WHAT THE TASK ASKS
As you look over the data below, please find each line where the word "codec" appears, then copy it.

SOURCE DATA
use std::io::{ErrorKind, Read};

use bytes::{Bytes, BytesMut};
use tracing::trace;

use crate::codec::{decode_telegram, MAX_TELEGRAM_SIZE};
use crate::error::{FrameError, Result};

const READ_CHUNK_SIZE: usize = 64;

/// Reads complete telegrams from any `Read` stream.
///
/// The size indicator in the header decides how many bytes make up one
/// telegram; partial reads are handled internally. Bytes following a
/// telegram stay buffered for the next call.
pub struct TelegramReader<T> {
    inner: T,
    buf: BytesMut,
}

impl<T: Read> TelegramReader<T> {
    pub fn new(inner: T) -> Self {
        Self {
            inner,
            buf: BytesMut::with_capacity(2 * MAX_TELEGRAM_SIZE),
        }
    }

    /// Read the next complete telegram (blocking).
    ///
    /// Returns `Err(FrameError::ConnectionClosed)` when EOF is reached, and
    /// the stream's own error (for example `TimedOut`) when a read timeout
    /// configured on it expires.
    pub fn read_telegram(&mut self) -> Result<Bytes> {
        loop {
            if let Some(tele) = decode_telegram(&mut self.buf)? {
                trace!(size = tele.len(), "telegram received");
                return Ok(tele);
            }

            let mut chunk = [0u8; READ_CHUNK_SIZE];
            let read = match self.inner.read(&mut chunk) {
                Ok(n) => n,
                Err(err) if err.kind() == ErrorKind::Interrupted => continue,
                Err(err) => return Err(FrameError::Io(err)),
            };

            if read == 0 {
                return Err(FrameError::ConnectionClosed);
            }

            self.buf.extend_from_slice(&chunk[..read]);
        }
    }

    /// Drop any partially received bytes.
    pub fn discard_buffered(&mut self) {
        self.buf.clear();
    }

    /// Borrow the underlying stream.
    pub fn get_ref(&self) -> &T {
        &self.inner
    }

    /// Mutably borrow the underlying stream.
    pub fn get_mut(&mut self) -> &mut T {
        &mut self.inner
    }

    /// Consume the reader and return the inner stream.
    pub fn into_inner(self) -> T {
        self.inner
    }
}

#[cfg(test)]
mod tests {
    use std::io::{Cursor, Write};

    use super::*;
    use crate::codec::{build_telegram, Checksum};

    #[test]
    fn read_single_telegram() {
        let wire = build_telegram(0x001, 0x02, &[], Checksum::Additive);

        let mut reader = TelegramReader::new(Cursor::new(wire.clone()));
        let tele = reader.read_telegram().unwrap();

        assert_eq!(tele.as_ref(), wire.as_slice());
    }

    #[test]
    fn read_multiple_telegrams() {
        let mut wire = build_telegram(0x001, 0x02, &[], Checksum::Additive);
        wire.extend(build_telegram(0x001, 0x4F, &[1, 2, 3, 4, 5, 6], Checksum::Additive));
        wire.extend(build_telegram(0x3F1, 0x05, &[], Checksum::Additive));

        let mut reader = TelegramReader::new(Cursor::new(wire));

        assert_eq!(reader.read_telegram().unwrap().len(), 4);
        assert_eq!(reader.read_telegram().unwrap().len(), 10);
        assert_eq!(reader.read_telegram().unwrap().len(), 4);
    }

    #[test]
    fn partial_read_handling() {
        let wire = build_telegram(0x010, 0x4E, &[0x00, 0xFF, 0x10], Checksum::Crc8);

        let byte_reader = ByteByByteReader {
            bytes: wire.clone(),
            pos: 0,
        };
        let mut reader = TelegramReader::new(byte_reader);

        let tele = reader.read_telegram().unwrap();
        assert_eq!(tele.as_ref(), wire.as_slice());
    }

    #[test]
    fn connection_closed_cleanly() {
        let mut reader = TelegramReader::new(Cursor::new(Vec::<u8>::new()));
        let err = reader.read_telegram().unwrap_err();
        assert!(matches!(err, FrameError::ConnectionClosed));
    }

    #[test]
    fn connection_closed_mid_telegram() {
        let wire = build_telegram(0x001, 0x4F, &[0; 6], Checksum::Additive);

        let mut reader = TelegramReader::new(Cursor::new(wire[..5].to_vec()));
        let err = reader.read_telegram().unwrap_err();
        assert!(matches!(err, FrameError::ConnectionClosed));
    }

    #[test]
    fn invalid_preamble_in_stream() {
        let mut reader = TelegramReader::new(Cursor::new(vec![0x00, 0x04, 0x02, 0x00]));
        let err = reader.read_telegram().unwrap_err();
        assert!(matches!(err, FrameError::InvalidPreamble { found: 0 }));
    }

    #[derive(Debug)]
    struct ByteByByteReader {
        bytes: Vec<u8>,
        pos: usize,
    }

    impl Read for ByteByByteReader {
        fn read(&mut self, buf: &mut [u8]) -> std::io::Result<usize> {
            if self.pos >= self.bytes.len() || buf.is_empty() {
                return Ok(0);
            }

            buf[0] = self.bytes[self.pos];
            self.pos += 1;
            Ok(1)
        }
    }

    #[cfg(unix)]
    #[test]
    fn read_over_socket_pair() {
        let (mut left, right) = std::os::unix::net::UnixStream::pair().unwrap();
        let mut reader = TelegramReader::new(right);

        let wire = build_telegram(0x001, 0x07, &[], Checksum::Additive);
        left.write_all(&wire).unwrap();

        let tele = reader.read_telegram().unwrap();
        assert_eq!(tele.as_ref(), wire.as_slice());
    }
}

RESULT FOR THIS EXERCISE
use crate::codec::{decode_telegram, MAX_TELEGRAM_SIZE};
    use crate::codec::{build_telegram, Checksum};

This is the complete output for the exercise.